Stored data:
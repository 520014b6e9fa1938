//! SQLite database backend implementation

use crate::error::{DbError, DbResult};
use crate::traits::Database;
use async_trait::async_trait;
use pp_core::DistinctQuery;
use rusqlite::types::ValueRef;
use rusqlite::{params_from_iter, Connection, OpenFlags};
use std::path::{Path, PathBuf};
use std::sync::{Mutex, MutexGuard};

/// SQLite database backend
///
/// The connection is closed when the backend is dropped, so every exit path
/// releases the file handle. [`SqliteBackend::close`] does the same but
/// reports failures.
pub struct SqliteBackend {
    conn: Mutex<Connection>,
}

impl SqliteBackend {
    /// Create a new in-memory SQLite connection
    #[cfg(test)]
    pub(crate) fn in_memory() -> DbResult<Self> {
        let conn =
            Connection::open_in_memory().map_err(|e| DbError::ConnectionError(e.to_string()))?;
        Ok(Self {
            conn: Mutex::new(conn),
        })
    }

    /// Open an existing database file without write access.
    ///
    /// The file is never created. A file that is not a SQLite database is
    /// rejected here instead of on the first query.
    pub fn open_read_only(path: &Path) -> DbResult<Self> {
        let flags = OpenFlags::SQLITE_OPEN_READ_ONLY | OpenFlags::SQLITE_OPEN_NO_MUTEX;
        let conn = Connection::open_with_flags(plain_file_path(path), flags)
            .map_err(|e| DbError::ConnectionError(format!("{}: {}", path.display(), e)))?;

        conn.query_row("PRAGMA schema_version", [], |row| row.get::<_, i64>(0))
            .map_err(|e| DbError::ConnectionError(format!("{}: {}", path.display(), e)))?;

        Ok(Self {
            conn: Mutex::new(conn),
        })
    }

    /// Wrap an already-open connection
    pub fn from_connection(conn: Connection) -> Self {
        Self {
            conn: Mutex::new(conn),
        }
    }

    /// Close the connection, reporting any error SQLite returns
    pub fn close(self) -> DbResult<()> {
        let conn = self
            .conn
            .into_inner()
            .map_err(|e| DbError::MutexPoisoned(e.to_string()))?;
        conn.close()
            .map_err(|(_, e)| DbError::ConnectionError(e.to_string()))
    }

    fn lock(&self) -> DbResult<MutexGuard<'_, Connection>> {
        self.conn
            .lock()
            .map_err(|e| DbError::MutexPoisoned(e.to_string()))
    }

    /// Run a distinct-value query synchronously
    fn select_distinct_sync(&self, query: &DistinctQuery) -> DbResult<Vec<String>> {
        let conn = self.lock()?;
        let sql = query.sql();
        let mut stmt = conn.prepare(&sql)?;
        let mut rows = stmt.query(params_from_iter(query.params()))?;

        let mut values = Vec::new();
        while let Some(row) = rows.next()? {
            if let Some(value) = render_value(row.get_ref(0)?) {
                values.push(value);
            }
        }
        Ok(values)
    }
}

/// Anchor relative paths at the working directory so a file named
/// `file:...` is opened as a file, never parsed as an SQLite URI.
fn plain_file_path(path: &Path) -> PathBuf {
    if path.is_relative() {
        Path::new(".").join(path)
    } else {
        path.to_path_buf()
    }
}

/// Render a column value as display text. NULL renders as `None`.
fn render_value(value: ValueRef<'_>) -> Option<String> {
    match value {
        ValueRef::Null => None,
        ValueRef::Integer(i) => Some(i.to_string()),
        ValueRef::Real(f) => Some(f.to_string()),
        ValueRef::Text(bytes) | ValueRef::Blob(bytes) => {
            Some(String::from_utf8_lossy(bytes).into_owned())
        }
    }
}

#[async_trait]
impl Database for SqliteBackend {
    async fn select_distinct(&self, query: &DistinctQuery) -> DbResult<Vec<String>> {
        self.select_distinct_sync(query)
    }

    fn db_type(&self) -> &'static str {
        "sqlite"
    }
}

#[cfg(test)]
#[path = "sqlite_test.rs"]
mod tests;
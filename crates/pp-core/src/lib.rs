//! pp-core - Core library for placeprobe
//!
//! This crate provides configuration loading, the shared error type, and the
//! schema descriptors that tell the probe which columns to try against the
//! `places` table.

pub mod config;
pub mod error;
pub mod schema;

pub use config::Config;
pub use error::{CoreError, CoreResult};
pub use schema::{
    default_column_groups, ColumnGroup, DistinctQuery, RowFilter, SchemaAttempt, SchemaVersion,
    PLACES_TABLE,
};
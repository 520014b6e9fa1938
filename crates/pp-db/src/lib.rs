//! pp-db - Database layer for placeprobe
//!
//! This crate provides the `Database` trait, a read-only SQLite
//! implementation, and the schema probe that walks a column group's
//! attempts until one of them matches the database's layout.

pub mod error;
pub mod probe;
pub mod sqlite;
pub mod traits;

pub use error::{DbError, DbResult};
pub use probe::{probe_distinct, ProbeOutcome};
pub use sqlite::SqliteBackend;
pub use traits::Database;
//! CLI argument definitions using clap derive API

use clap::{Args, Parser};
use std::path::PathBuf;

/// placeprobe - list distinct provinces and jurisdictions in a historic places database
#[derive(Parser, Debug)]
#[command(name = "placeprobe")]
#[command(author, version, about, long_about = None)]
pub struct Cli {
    /// Global options
    #[command(flatten)]
    pub global: GlobalArgs,
}

/// Options for the report
#[derive(Args, Debug, Clone, Default)]
pub struct GlobalArgs {
    /// Enable verbose output
    #[arg(short, long)]
    pub verbose: bool,

    /// Override the database file path
    #[arg(short, long)]
    pub database: Option<PathBuf>,

    /// Override the number of values listed per section
    #[arg(short, long, value_parser = clap::value_parser!(u32).range(1..))]
    pub limit: Option<u32>,

    /// Config file (defaults to placeprobe.yml in the working directory)
    #[arg(short, long)]
    pub config: Option<PathBuf>,
}

#[cfg(test)]
#[path = "cli_test.rs"]
mod tests;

◆ **Action item**: Write the data out again in full and exactly.

◆ **Solution below**:
repository 520014b6e9fa1938
//! SQLite database backend implementation

use crate::error::{DbError, DbResult};
use crate::traits::Database;
use async_trait::async_trait;
use pp_core::DistinctQuery;
use rusqlite::types::ValueRef;
use rusqlite::{params_from_iter, Connection, OpenFlags};
use std::path::{Path, PathBuf};
use std::sync::{Mutex, MutexGuard};

/// SQLite database backend
///
/// The connection is closed when the backend is dropped, so every exit path
/// releases the file handle. [`SqliteBackend::close`] does the same but
/// reports failures.
pub struct SqliteBackend {
    conn: Mutex<Connection>,
}

impl SqliteBackend {
    /// Create a new in-memory SQLite connection
    #[cfg(test)]
    pub(crate) fn in_memory() -> DbResult<Self> {
        let conn =
            Connection::open_in_memory().map_err(|e| DbError::ConnectionError(e.to_string()))?;
        Ok(Self {
            conn: Mutex::new(conn),
        })
    }

    /// Open an existing database file without write access.
    ///
    /// The file is never created. A file that is not a SQLite database is
    /// rejected here instead of on the first query.
    pub fn open_read_only(path: &Path) -> DbResult<Self> {
        let flags = OpenFlags::SQLITE_OPEN_READ_ONLY | OpenFlags::SQLITE_OPEN_NO_MUTEX;
        let conn = Connection::open_with_flags(plain_file_path(path), flags)
            .map_err(|e| DbError::ConnectionError(format!("{}: {}", path.display(), e)))?;

        conn.query_row("PRAGMA schema_version", [], |row| row.get::<_, i64>(0))
            .map_err(|e| DbError::ConnectionError(format!("{}: {}", path.display(), e)))?;

        Ok(Self {
            conn: Mutex::new(conn),
        })
    }

    /// Wrap an already-open connection
    pub fn from_connection(conn: Connection) -> Self {
        Self {
            conn: Mutex::new(conn),
        }
    }

    /// Close the connection, reporting any error SQLite returns
    pub fn close(self) -> DbResult<()> {
        let conn = self
            .conn
            .into_inner()
            .map_err(|e| DbError::MutexPoisoned(e.to_string()))?;
        conn.close()
            .map_err(|(_, e)| DbError::ConnectionError(e.to_string()))
    }

    fn lock(&self) -> DbResult<MutexGuard<'_, Connection>> {
        self.conn
            .lock()
            .map_err(|e| DbError::MutexPoisoned(e.to_string()))
    }

    /// Run a distinct-value query synchronously
    fn select_distinct_sync(&self, query: &DistinctQuery) -> DbResult<Vec<String>> {
        let conn = self.lock()?;
        let sql = query.sql();
        let mut stmt = conn.prepare(&sql)?;
        let mut rows = stmt.query(params_from_iter(query.params()))?;

        let mut values = Vec::new();
        while let Some(row) = rows.next()? {
            if let Some(value) = render_value(row.get_ref(0)?) {
                values.push(value);
            }
        }
        Ok(values)
    }
}

/// Anchor relative paths at the working directory so a file named
/// `file:...` is opened as a file, never parsed as an SQLite URI.
fn plain_file_path(path: &Path) -> PathBuf {
    if path.is_relative() {
        Path::new(".").join(path)
    } else {
        path.to_path_buf()
    }
}

/// Render a column value as display text. NULL renders as `None`.
fn render_value(value: ValueRef<'_>) -> Option<String> {
    match value {
        ValueRef::Null => None,
        ValueRef::Integer(i) => Some(i.to_string()),
        ValueRef::Real(f) => Some(f.to_string()),
        ValueRef::Text(bytes) | ValueRef::Blob(bytes) => {
            Some(String::from_utf8_lossy(bytes).into_owned())
        }
    }
}

#[async_trait]
impl Database for SqliteBackend {
    async fn select_distinct(&self, query: &DistinctQuery) -> DbResult<Vec<String>> {
        self.select_distinct_sync(query)
    }

    fn db_type(&self) -> &'static str {
        "sqlite"
    }
}

#[cfg(test)]
#[path = "sqlite_test.rs"]
mod tests;
filename crates/pp-core/src/lib.rs
//! pp-core - Core library for placeprobe
//!
//! This crate provides configuration loading, the shared error type, and the
//! schema descriptors that tell the probe which columns to try against the
//! `places` table.

pub mod config;
pub mod error;
pub mod schema;

pub use config::Config;
pub use error::{CoreError, CoreResult};
pub use schema::{
    default_column_groups, ColumnGroup, DistinctQuery, RowFilter, SchemaAttempt, SchemaVersion,
    PLACES_TABLE,
};
repository 520014b6e9fa1938
filename crates/pp-db/src/lib.rs
//! pp-db - Database layer for placeprobe
//!
//! This crate provides the `Database` trait, a read-only SQLite
//! implementation, and the schema probe that walks a column group's
//! attempts until one of them matches the database's layout.

pub mod error;
pub mod probe;
pub mod sqlite;
pub mod traits;

pub use error::{DbError, DbResult};
pub use probe::{probe_distinct, ProbeOutcome};
pub use sqlite::SqliteBackend;
pub use traits::Database;
//! CLI argument definitions using clap derive API

use clap::{Args, Parser};
use std::path::PathBuf;

/// placeprobe - list distinct provinces and jurisdictions in a historic places database
#[derive(Parser, Debug)]
#[command(name = "placeprobe")]
#[command(author, version, about, long_about = None)]
pub struct Cli {
    /// Global options
    #[command(flatten)]
    pub global: GlobalArgs,
}

/// Options for the report
#[derive(Args, Debug, Clone, Default)]
pub struct GlobalArgs {
    /// Enable verbose output
    #[arg(short, long)]
    pub verbose: bool,

    /// Override the database file path
    #[arg(short, long)]
    pub database: Option<PathBuf>,

    /// Override the number of values listed per section
    #[arg(short, long, value_parser = clap::value_parser!(u32).range(1..))]
    pub limit: Option<u32>,

    /// Config file (defaults to placeprobe.yml in the working directory)
    #[arg(short, long)]
    pub config: Option<PathBuf>,
}

#[cfg(test)]
#[path = "cli_test.rs"]
mod tests;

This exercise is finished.